● EXERCISE: Set down the records that follow in full and without changes.

● DATA FOR THIS EXERCISE:
use chrono::NaiveDate;
use screener::{run_screener, ScreenerConfig, ScreenerResult};
use serde::{Deserialize, Serialize};
use strategy_core::PriceSeries;

use crate::consolidation::{evaluate_consolidation, ConsolidationConfig, ConsolidationInfo};
use crate::entry::{evaluate_entry, EntryConfig, EntryEvaluation};
use crate::riser::{evaluate_riser, RiserConfig, RiserInfo};

/// Terminal state of one pipeline evaluation.
#[derive(Debug, Clone, Copy, PartialEq, Eq, Serialize, Deserialize)]
pub enum Signal {
    ScreenerFail,
    RiserFail,
    ConsolidationFail,
    Hold,
    Buy,
}

/// What the caller should do with the symbol.
#[derive(Debug, Clone, Copy, PartialEq, Eq, Serialize, Deserialize)]
pub enum Action {
    Buy,
    Monitor,
    Ignore,
}

impl Signal {
    pub fn action(&self) -> Action {
        match self {
            Signal::Buy => Action::Buy,
            Signal::Hold => Action::Monitor,
            Signal::ScreenerFail | Signal::RiserFail | Signal::ConsolidationFail => Action::Ignore,
        }
    }

    pub fn is_buy(&self) -> bool {
        *self == Signal::Buy
    }
}

/// Full evaluation record: the terminal signal plus every stage's payload and
/// the ordered message trail.
#[derive(Debug, Clone, Serialize, Deserialize)]
pub struct SignalReport {
    pub symbol: String,
    pub analysis_date: NaiveDate,
    pub current_price: f64,
    pub data_days: usize,
    pub signal: Signal,
    pub screener: ScreenerResult,
    pub riser: Option<RiserInfo>,
    pub consolidation: Option<ConsolidationInfo>,
    pub entry: Option<EntryEvaluation>,
    pub messages: Vec<String>,
}

/// Sequential screener -> riser -> consolidation -> entry state machine.
/// Each stage is a pure function of the series plus upstream outputs; the
/// pipeline is terminal on the first failing stage.
#[derive(Debug, Clone, Default, Serialize, Deserialize)]
pub struct SignalPipeline {
    pub screener: ScreenerConfig,
    pub riser: RiserConfig,
    pub consolidation: ConsolidationConfig,
    pub entry: EntryConfig,
}

impl SignalPipeline {
    pub fn new() -> Self {
        Self::default()
    }

    pub fn evaluate(&self, symbol: &str, series: &PriceSeries) -> SignalReport {
        let mut report = SignalReport {
            symbol: symbol.to_string(),
            analysis_date: series.last().date,
            current_price: series.last().close,
            data_days: series.len(),
            signal: Signal::ScreenerFail,
            screener: run_screener(series, &self.screener),
            riser: None,
            consolidation: None,
            entry: None,
            messages: Vec::new(),
        };

        report.messages.push(report.screener.reason.clone());
        if !report.screener.passed {
            tracing::debug!(symbol, reason = %report.screener.reason, "screener failed");
            return report;
        }

        let riser = evaluate_riser(series, &self.riser);
        report.messages.push(format!("RISER: {}", riser.message));
        let riser_passed = riser.passed;
        report.riser = Some(riser);
        if !riser_passed {
            tracing::debug!(symbol, "riser failed");
            report.signal = Signal::RiserFail;
            return report;
        }

        let consolidation = evaluate_consolidation(series, &self.consolidation);
        report
            .messages
            .push(format!("CONSOLIDATION: {}", consolidation.message));
        if !consolidation.passed {
            tracing::debug!(symbol, "consolidation failed");
            report.consolidation = Some(consolidation);
            report.signal = Signal::ConsolidationFail;
            return report;
        }

        let entry = evaluate_entry(series, &consolidation, &self.entry);
        report.consolidation = Some(consolidation);
        report.messages.push(format!("ENTRY: {}", entry.message()));
        report.signal = if entry.triggered() {
            Signal::Buy
        } else {
            Signal::Hold
        };
        report.entry = Some(entry);

        tracing::info!(symbol, signal = ?report.signal, "pipeline complete");
        report
    }
}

● ANSWER TO THE EXERCISE:
use chrono::NaiveDate;
use screener::{run_screener, ScreenerConfig, ScreenerResult};
use serde::{Deserialize, Serialize};
use strategy_core::PriceSeries;

use crate::consolidation::{evaluate_consolidation, ConsolidationConfig, ConsolidationInfo};
use crate::entry::{evaluate_entry, EntryConfig, EntryEvaluation};
use crate::riser::{evaluate_riser, RiserConfig, RiserInfo};

/// Terminal state of one pipeline evaluation.
#[derive(Debug, Clone, Copy, PartialEq, Eq, Serialize, Deserialize)]
pub enum Signal {
    ScreenerFail,
    RiserFail,
    ConsolidationFail,
    Hold,
    Buy,
}

/// What the caller should do with the symbol.
#[derive(Debug, Clone, Copy, PartialEq, Eq, Serialize, Deserialize)]
pub enum Action {
    Buy,
    Monitor,
    Ignore,
}

impl Signal {
    pub fn action(&self) -> Action {
        match self {
            Signal::Buy => Action::Buy,
            Signal::Hold => Action::Monitor,
            Signal::ScreenerFail | Signal::RiserFail | Signal::ConsolidationFail => Action::Ignore,
        }
    }

    pub fn is_buy(&self) -> bool {
        *self == Signal::Buy
    }
}

/// Full evaluation record: the terminal signal plus every stage's payload and
/// the ordered message trail.
#[derive(Debug, Clone, Serialize, Deserialize)]
pub struct SignalReport {
    pub symbol: String,
    pub analysis_date: NaiveDate,
    pub current_price: f64,
    pub data_days: usize,
    pub signal: Signal,
    pub screener: ScreenerResult,
    pub riser: Option<RiserInfo>,
    pub consolidation: Option<ConsolidationInfo>,
    pub entry: Option<EntryEvaluation>,
    pub messages: Vec<String>,
}

/// Sequential screener -> riser -> consolidation -> entry state machine.
/// Each stage is a pure function of the series plus upstream outputs; the
/// pipeline is terminal on the first failing stage.
#[derive(Debug, Clone, Default, Serialize, Deserialize)]
pub struct SignalPipeline {
    pub screener: ScreenerConfig,
    pub riser: RiserConfig,
    pub consolidation: ConsolidationConfig,
    pub entry: EntryConfig,
}

impl SignalPipeline {
    pub fn new() -> Self {
        Self::default()
    }

    pub fn evaluate(&self, symbol: &str, series: &PriceSeries) -> SignalReport {
        let mut report = SignalReport {
            symbol: symbol.to_string(),
            analysis_date: series.last().date,
            current_price: series.last().close,
            data_days: series.len(),
            signal: Signal::ScreenerFail,
            screener: run_screener(series, &self.screener),
            riser: None,
            consolidation: None,
            entry: None,
            messages: Vec::new(),
        };

        report.messages.push(report.screener.reason.clone());
        if !report.screener.passed {
            tracing::debug!(symbol, reason = %report.screener.reason, "screener failed");
            return report;
        }

        let riser = evaluate_riser(series, &self.riser);
        report.messages.push(format!("RISER: {}", riser.message));
        let riser_passed = riser.passed;
        report.riser = Some(riser);
        if !riser_passed {
            tracing::debug!(symbol, "riser failed");
            report.signal = Signal::RiserFail;
            return report;
        }

        let consolidation = evaluate_consolidation(series, &self.consolidation);
        report
            .messages
            .push(format!("CONSOLIDATION: {}", consolidation.message));
        if !consolidation.passed {
            tracing::debug!(symbol, "consolidation failed");
            report.consolidation = Some(consolidation);
            report.signal = Signal::ConsolidationFail;
            return report;
        }

        let entry = evaluate_entry(series, &consolidation, &self.entry);
        report.consolidation = Some(consolidation);
        report.messages.push(format!("ENTRY: {}", entry.message()));
        report.signal = if entry.triggered() {
            Signal::Buy
        } else {
            Signal::Hold
        };
        report.entry = Some(entry);

        tracing::info!(symbol, signal = ?report.signal, "pipeline complete");
        report
    }
}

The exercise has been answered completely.